**Information given**
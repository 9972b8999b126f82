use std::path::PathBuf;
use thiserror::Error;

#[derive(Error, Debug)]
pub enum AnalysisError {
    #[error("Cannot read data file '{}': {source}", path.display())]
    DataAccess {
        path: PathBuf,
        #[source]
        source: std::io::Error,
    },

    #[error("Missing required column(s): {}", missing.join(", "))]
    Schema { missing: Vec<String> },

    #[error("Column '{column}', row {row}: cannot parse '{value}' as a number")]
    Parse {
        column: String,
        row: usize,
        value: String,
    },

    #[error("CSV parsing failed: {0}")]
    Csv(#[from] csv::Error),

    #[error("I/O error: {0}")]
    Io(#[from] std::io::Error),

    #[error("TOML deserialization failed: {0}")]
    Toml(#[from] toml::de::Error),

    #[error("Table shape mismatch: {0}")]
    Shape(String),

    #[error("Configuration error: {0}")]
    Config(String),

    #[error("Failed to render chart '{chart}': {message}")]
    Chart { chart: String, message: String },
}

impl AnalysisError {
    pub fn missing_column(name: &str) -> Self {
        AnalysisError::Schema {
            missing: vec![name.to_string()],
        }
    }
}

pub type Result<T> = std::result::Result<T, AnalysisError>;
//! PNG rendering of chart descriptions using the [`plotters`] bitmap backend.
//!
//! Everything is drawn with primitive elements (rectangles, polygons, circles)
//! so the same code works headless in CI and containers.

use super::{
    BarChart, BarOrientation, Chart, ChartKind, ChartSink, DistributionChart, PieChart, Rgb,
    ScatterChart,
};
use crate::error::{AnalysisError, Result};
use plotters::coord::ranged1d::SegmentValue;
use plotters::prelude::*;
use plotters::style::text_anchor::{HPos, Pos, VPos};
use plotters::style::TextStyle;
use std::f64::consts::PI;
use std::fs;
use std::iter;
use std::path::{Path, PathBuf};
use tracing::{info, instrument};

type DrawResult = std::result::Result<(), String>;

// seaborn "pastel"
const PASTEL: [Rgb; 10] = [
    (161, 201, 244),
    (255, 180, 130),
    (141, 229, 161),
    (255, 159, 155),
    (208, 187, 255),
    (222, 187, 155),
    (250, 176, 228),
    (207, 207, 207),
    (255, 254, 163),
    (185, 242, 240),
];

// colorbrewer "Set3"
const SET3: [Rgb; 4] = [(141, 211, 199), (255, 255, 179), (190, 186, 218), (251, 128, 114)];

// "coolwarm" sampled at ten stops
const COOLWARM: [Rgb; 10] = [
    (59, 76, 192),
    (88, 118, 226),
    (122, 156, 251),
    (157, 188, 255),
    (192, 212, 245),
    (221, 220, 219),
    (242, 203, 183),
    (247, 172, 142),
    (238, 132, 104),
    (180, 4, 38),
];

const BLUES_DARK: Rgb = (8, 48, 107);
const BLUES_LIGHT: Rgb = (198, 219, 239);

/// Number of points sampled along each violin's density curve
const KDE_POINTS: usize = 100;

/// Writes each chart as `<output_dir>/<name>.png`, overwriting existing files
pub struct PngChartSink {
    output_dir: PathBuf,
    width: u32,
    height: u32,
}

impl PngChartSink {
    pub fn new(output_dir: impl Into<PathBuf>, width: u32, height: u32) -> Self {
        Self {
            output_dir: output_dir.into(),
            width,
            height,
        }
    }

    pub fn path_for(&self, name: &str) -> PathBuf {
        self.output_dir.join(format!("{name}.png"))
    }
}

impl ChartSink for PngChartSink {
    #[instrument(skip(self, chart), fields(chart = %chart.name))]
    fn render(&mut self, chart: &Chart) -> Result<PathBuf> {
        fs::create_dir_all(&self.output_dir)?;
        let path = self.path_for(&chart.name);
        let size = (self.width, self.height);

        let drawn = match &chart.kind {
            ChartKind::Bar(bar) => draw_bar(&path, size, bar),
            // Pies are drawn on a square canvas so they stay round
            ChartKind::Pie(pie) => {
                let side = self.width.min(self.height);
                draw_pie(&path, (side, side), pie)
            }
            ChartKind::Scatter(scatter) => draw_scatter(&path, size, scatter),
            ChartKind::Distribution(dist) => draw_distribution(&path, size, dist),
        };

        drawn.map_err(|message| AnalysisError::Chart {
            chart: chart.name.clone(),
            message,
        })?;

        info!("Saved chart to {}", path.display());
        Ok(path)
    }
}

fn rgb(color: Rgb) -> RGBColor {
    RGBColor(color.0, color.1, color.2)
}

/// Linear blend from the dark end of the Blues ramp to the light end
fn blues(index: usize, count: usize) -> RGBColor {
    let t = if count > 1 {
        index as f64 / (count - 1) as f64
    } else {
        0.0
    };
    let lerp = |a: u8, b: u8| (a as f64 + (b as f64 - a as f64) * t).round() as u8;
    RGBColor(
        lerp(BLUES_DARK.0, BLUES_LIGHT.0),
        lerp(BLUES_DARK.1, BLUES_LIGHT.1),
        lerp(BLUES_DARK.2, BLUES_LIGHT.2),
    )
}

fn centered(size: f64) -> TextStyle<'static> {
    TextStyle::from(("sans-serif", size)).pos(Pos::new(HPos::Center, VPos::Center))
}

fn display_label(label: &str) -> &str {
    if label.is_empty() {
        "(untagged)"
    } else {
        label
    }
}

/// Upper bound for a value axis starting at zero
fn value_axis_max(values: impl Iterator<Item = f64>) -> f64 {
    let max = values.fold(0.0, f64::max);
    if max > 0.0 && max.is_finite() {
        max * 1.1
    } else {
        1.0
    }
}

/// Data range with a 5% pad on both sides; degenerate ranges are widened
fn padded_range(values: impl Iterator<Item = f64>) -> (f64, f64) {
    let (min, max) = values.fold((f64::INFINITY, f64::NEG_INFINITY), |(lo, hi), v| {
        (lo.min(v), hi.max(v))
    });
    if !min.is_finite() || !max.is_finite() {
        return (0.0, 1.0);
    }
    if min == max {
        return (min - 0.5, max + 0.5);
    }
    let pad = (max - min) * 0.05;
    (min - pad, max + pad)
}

**Assigned task**
In this exercise, the data above is to be printed exactly.

**Result of the exercise**
repository 9972b8999b126f82
use std::path::PathBuf;
use thiserror::Error;

#[derive(Error, Debug)]
pub enum AnalysisError {
    #[error("Cannot read data file '{}': {source}", path.display())]
    DataAccess {
        path: PathBuf,
        #[source]
        source: std::io::Error,
    },

    #[error("Missing required column(s): {}", missing.join(", "))]
    Schema { missing: Vec<String> },

    #[error("Column '{column}', row {row}: cannot parse '{value}' as a number")]
    Parse {
        column: String,
        row: usize,
        value: String,
    },

    #[error("CSV parsing failed: {0}")]
    Csv(#[from] csv::Error),

    #[error("I/O error: {0}")]
    Io(#[from] std::io::Error),

    #[error("TOML deserialization failed: {0}")]
    Toml(#[from] toml::de::Error),

    #[error("Table shape mismatch: {0}")]
    Shape(String),

    #[error("Configuration error: {0}")]
    Config(String),

    #[error("Failed to render chart '{chart}': {message}")]
    Chart { chart: String, message: String },
}

impl AnalysisError {
    pub fn missing_column(name: &str) -> Self {
        AnalysisError::Schema {
            missing: vec![name.to_string()],
        }
    }
}

pub type Result<T> = std::result::Result<T, AnalysisError>;
//! PNG rendering of chart descriptions using the [`plotters`] bitmap backend.
//!
//! Everything is drawn with primitive elements (rectangles, polygons, circles)
//! so the same code works headless in CI and containers.

use super::{
    BarChart, BarOrientation, Chart, ChartKind, ChartSink, DistributionChart, PieChart, Rgb,
    ScatterChart,
};
use crate::error::{AnalysisError, Result};
use plotters::coord::ranged1d::SegmentValue;
use plotters::prelude::*;
use plotters::style::text_anchor::{HPos, Pos, VPos};
use plotters::style::TextStyle;
use std::f64::consts::PI;
use std::fs;
use std::iter;
use std::path::{Path, PathBuf};
use tracing::{info, instrument};

type DrawResult = std::result::Result<(), String>;

// seaborn "pastel"
const PASTEL: [Rgb; 10] = [
    (161, 201, 244),
    (255, 180, 130),
    (141, 229, 161),
    (255, 159, 155),
    (208, 187, 255),
    (222, 187, 155),
    (250, 176, 228),
    (207, 207, 207),
    (255, 254, 163),
    (185, 242, 240),
];

// colorbrewer "Set3"
const SET3: [Rgb; 4] = [(141, 211, 199), (255, 255, 179), (190, 186, 218), (251, 128, 114)];

// "coolwarm" sampled at ten stops
const COOLWARM: [Rgb; 10] = [
    (59, 76, 192),
    (88, 118, 226),
    (122, 156, 251),
    (157, 188, 255),
    (192, 212, 245),
    (221, 220, 219),
    (242, 203, 183),
    (247, 172, 142),
    (238, 132, 104),
    (180, 4, 38),
];

const BLUES_DARK: Rgb = (8, 48, 107);
const BLUES_LIGHT: Rgb = (198, 219, 239);

/// Number of points sampled along each violin's density curve
const KDE_POINTS: usize = 100;

/// Writes each chart as `<output_dir>/<name>.png`, overwriting existing files
pub struct PngChartSink {
    output_dir: PathBuf,
    width: u32,
    height: u32,
}

impl PngChartSink {
    pub fn new(output_dir: impl Into<PathBuf>, width: u32, height: u32) -> Self {
        Self {
            output_dir: output_dir.into(),
            width,
            height,
        }
    }

    pub fn path_for(&self, name: &str) -> PathBuf {
        self.output_dir.join(format!("{name}.png"))
    }
}

impl ChartSink for PngChartSink {
    #[instrument(skip(self, chart), fields(chart = %chart.name))]
    fn render(&mut self, chart: &Chart) -> Result<PathBuf> {
        fs::create_dir_all(&self.output_dir)?;
        let path = self.path_for(&chart.name);
        let size = (self.width, self.height);

        let drawn = match &chart.kind {
            ChartKind::Bar(bar) => draw_bar(&path, size, bar),
            // Pies are drawn on a square canvas so they stay round
            ChartKind::Pie(pie) => {
                let side = self.width.min(self.height);
                draw_pie(&path, (side, side), pie)
            }
            ChartKind::Scatter(scatter) => draw_scatter(&path, size, scatter),
            ChartKind::Distribution(dist) => draw_distribution(&path, size, dist),
        };

        drawn.map_err(|message| AnalysisError::Chart {
            chart: chart.name.clone(),
            message,
        })?;

        info!("Saved chart to {}", path.display());
        Ok(path)
    }
}

fn rgb(color: Rgb) -> RGBColor {
    RGBColor(color.0, color.1, color.2)
}

/// Linear blend from the dark end of the Blues ramp to the light end
fn blues(index: usize, count: usize) -> RGBColor {
    let t = if count > 1 {
        index as f64 / (count - 1) as f64
    } else {
        0.0
    };
    let lerp = |a: u8, b: u8| (a as f64 + (b as f64 - a as f64) * t).round() as u8;
    RGBColor(
        lerp(BLUES_DARK.0, BLUES_LIGHT.0),
        lerp(BLUES_DARK.1, BLUES_LIGHT.1),
        lerp(BLUES_DARK.2, BLUES_LIGHT.2),
    )
}

fn centered(size: f64) -> TextStyle<'static> {
    TextStyle::from(("sans-serif", size)).pos(Pos::new(HPos::Center, VPos::Center))
}

fn display_label(label: &str) -> &str {
    if label.is_empty() {
        "(untagged)"
    } else {
        label
    }
}

/// Upper bound for a value axis starting at zero
fn value_axis_max(values: impl Iterator<Item = f64>) -> f64 {
    let max = values.fold(0.0, f64::max);
    if max > 0.0 && max.is_finite() {
        max * 1.1
    } else {
        1.0
    }
}

/// Data range with a 5% pad on both sides; degenerate ranges are widened
fn padded_range(values: impl Iterator<Item = f64>) -> (f64, f64) {
    let (min, max) = values.fold((f64::INFINITY, f64::NEG_INFINITY), |(lo, hi), v| {
        (lo.min(v), hi.max(v))
    });
    if !min.is_finite() || !max.is_finite() {
        return (0.0, 1.0);
    }
    if min == max {
        return (min - 0.5, max + 0.5);
    }
    let pad = (max - min) * 0.05;
    (min - pad, max + pad)
}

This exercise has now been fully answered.